EXERCISE OBJECTIVE — Nothing should be dropped or changed: copy every line of the listing.

DATA START

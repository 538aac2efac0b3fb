use jsonwebtoken::{DecodingKey, EncodingKey};
use serde::{Deserialize, Serialize};
use std::time::Duration;

use crate::auth::repo_types::User;

/// Holds JWT signing and verification keys with config data.
#[derive(Clone)]
pub struct JwtKeys {
    pub encoding: EncodingKey,
    pub decoding: DecodingKey,
    pub issuer: String,
    pub audience: String,
    pub access_ttl: Duration,
    pub refresh_ttl: Duration,
}

/// Request body for user registration.
#[derive(Debug, Deserialize)]
pub struct RegisterRequest {
    pub username: String,
    pub name: String,
    pub email: String,
    pub password: String,
}

/// Request body for login.
#[derive(Debug, Deserialize)]
pub struct LoginRequest {
    pub email: String,
    pub password: String,
}

/// Request body for token refresh.
#[derive(Debug, Deserialize)]
#[serde(rename_all = "camelCase")]
pub struct RefreshRequest {
    pub refresh_token: String,
}

#[derive(Debug, Deserialize)]
pub struct ForgotPasswordRequest {
    pub email: String,
}

#[derive(Debug, Deserialize)]
pub struct VerifyTokenRequest {
    pub token: String,
}

#[derive(Debug, Deserialize)]
#[serde(rename_all = "camelCase")]
pub struct ResetPasswordRequest {
    pub token: String,
    pub new_password: String,
}

/// Response returned after login, register or refresh.
#[derive(Debug, Serialize)]
#[serde(rename_all = "camelCase")]
pub struct AuthResponse {
    pub access_token: String,
    pub refresh_token: String,
    pub user: PublicUser,
}

/// Public part of the user returned to the client. Never carries the password.
#[derive(Debug, Clone, PartialEq, Serialize, Deserialize)]
#[serde(rename_all = "camelCase")]
pub struct PublicUser {
    pub id: i64,
    pub username: String,
    pub name: String,
    pub email: String,
    pub profile_photo: Option<String>,
}

impl From<User> for PublicUser {
    fn from(u: User) -> Self {
        Self {
            id: u.id,
            username: u.username,
            name: u.name,
            email: u.email,
            profile_photo: u.profile_photo,
        }
    }
}

#[derive(Debug, Serialize)]
pub struct SuccessResponse {
    pub success: bool,
}

/// Result of checking a password reset token.
#[derive(Debug, Clone, PartialEq, Eq)]
pub enum TokenCheck {
    Valid { user_id: i64, email: String },
    Invalid,
    AttemptsExceeded,
}

impl TokenCheck {
    pub fn is_valid(&self) -> bool {
        matches!(self, TokenCheck::Valid { .. })
    }
}

#[derive(Debug, Serialize)]
#[serde(rename_all = "camelCase")]
pub struct TokenCheckResponse {
    pub valid: bool,
    #[serde(skip_serializing_if = "Option::is_none")]
    pub user_id: Option<i64>,
    #[serde(skip_serializing_if = "Option::is_none")]
    pub email: Option<String>,
    #[serde(skip_serializing_if = "Option::is_none")]
    pub max_attempts_exceeded: Option<bool>,
}

impl From<TokenCheck> for TokenCheckResponse {
    fn from(check: TokenCheck) -> Self {
        match check {
            TokenCheck::Valid { user_id, email } => Self {
                valid: true,
                user_id: Some(user_id),
                email: Some(email),
                max_attempts_exceeded: None,
            },
            TokenCheck::Invalid => Self {
                valid: false,
                user_id: None,
                email: None,
                max_attempts_exceeded: None,
            },
            TokenCheck::AttemptsExceeded => Self {
                valid: false,
                user_id: None,
                email: None,
                max_attempts_exceeded: Some(true),
            },
        }
    }
}

#[derive(Debug, Clone, PartialEq, Serialize)]
pub struct ResetOutcome {
    pub success: bool,
    #[serde(skip_serializing_if = "Option::is_none")]
    pub error: Option<String>,
}

impl ResetOutcome {
    pub fn ok() -> Self {
        Self {
            success: true,
            error: None,
        }
    }

    pub fn failed(msg: impl Into<String>) -> Self {
        Self {
            success: false,
            error: Some(msg.into()),
        }
    }
}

DATA END

EXERCISE OUTPUT —
repository 538aac2efac0b3fb
use jsonwebtoken::{DecodingKey, EncodingKey};
use serde::{Deserialize, Serialize};
use std::time::Duration;

use crate::auth::repo_types::User;

/// Holds JWT signing and verification keys with config data.
#[derive(Clone)]
pub struct JwtKeys {
    pub encoding: EncodingKey,
    pub decoding: DecodingKey,
    pub issuer: String,
    pub audience: String,
    pub access_ttl: Duration,
    pub refresh_ttl: Duration,
}

/// Request body for user registration.
#[derive(Debug, Deserialize)]
pub struct RegisterRequest {
    pub username: String,
    pub name: String,
    pub email: String,
    pub password: String,
}

/// Request body for login.
#[derive(Debug, Deserialize)]
pub struct LoginRequest {
    pub email: String,
    pub password: String,
}

/// Request body for token refresh.
#[derive(Debug, Deserialize)]
#[serde(rename_all = "camelCase")]
pub struct RefreshRequest {
    pub refresh_token: String,
}

#[derive(Debug, Deserialize)]
pub struct ForgotPasswordRequest {
    pub email: String,
}

#[derive(Debug, Deserialize)]
pub struct VerifyTokenRequest {
    pub token: String,
}

#[derive(Debug, Deserialize)]
#[serde(rename_all = "camelCase")]
pub struct ResetPasswordRequest {
    pub token: String,
    pub new_password: String,
}

/// Response returned after login, register or refresh.
#[derive(Debug, Serialize)]
#[serde(rename_all = "camelCase")]
pub struct AuthResponse {
    pub access_token: String,
    pub refresh_token: String,
    pub user: PublicUser,
}

/// Public part of the user returned to the client. Never carries the password.
#[derive(Debug, Clone, PartialEq, Serialize, Deserialize)]
#[serde(rename_all = "camelCase")]
pub struct PublicUser {
    pub id: i64,
    pub username: String,
    pub name: String,
    pub email: String,
    pub profile_photo: Option<String>,
}

impl From<User> for PublicUser {
    fn from(u: User) -> Self {
        Self {
            id: u.id,
            username: u.username,
            name: u.name,
            email: u.email,
            profile_photo: u.profile_photo,
        }
    }
}

#[derive(Debug, Serialize)]
pub struct SuccessResponse {
    pub success: bool,
}

/// Result of checking a password reset token.
#[derive(Debug, Clone, PartialEq, Eq)]
pub enum TokenCheck {
    Valid { user_id: i64, email: String },
    Invalid,
    AttemptsExceeded,
}

impl TokenCheck {
    pub fn is_valid(&self) -> bool {
        matches!(self, TokenCheck::Valid { .. })
    }
}

#[derive(Debug, Serialize)]
#[serde(rename_all = "camelCase")]
pub struct TokenCheckResponse {
    pub valid: bool,
    #[serde(skip_serializing_if = "Option::is_none")]
    pub user_id: Option<i64>,
    #[serde(skip_serializing_if = "Option::is_none")]
    pub email: Option<String>,
    #[serde(skip_serializing_if = "Option::is_none")]
    pub max_attempts_exceeded: Option<bool>,
}

impl From<TokenCheck> for TokenCheckResponse {
    fn from(check: TokenCheck) -> Self {
        match check {
            TokenCheck::Valid { user_id, email } => Self {
                valid: true,
                user_id: Some(user_id),
                email: Some(email),
                max_attempts_exceeded: None,
            },
            TokenCheck::Invalid => Self {
                valid: false,
                user_id: None,
                email: None,
                max_attempts_exceeded: None,
            },
            TokenCheck::AttemptsExceeded => Self {
                valid: false,
                user_id: None,
                email: None,
                max_attempts_exceeded: Some(true),
            },
        }
    }
}

#[derive(Debug, Clone, PartialEq, Serialize)]
pub struct ResetOutcome {
    pub success: bool,
    #[serde(skip_serializing_if = "Option::is_none")]
    pub error: Option<String>,
}

impl ResetOutcome {
    pub fn ok() -> Self {
        Self {
            success: true,
            error: None,
        }
    }

    pub fn failed(msg: impl Into<String>) -> Self {
        Self {
            success: false,
            error: Some(msg.into()),
        }
    }
}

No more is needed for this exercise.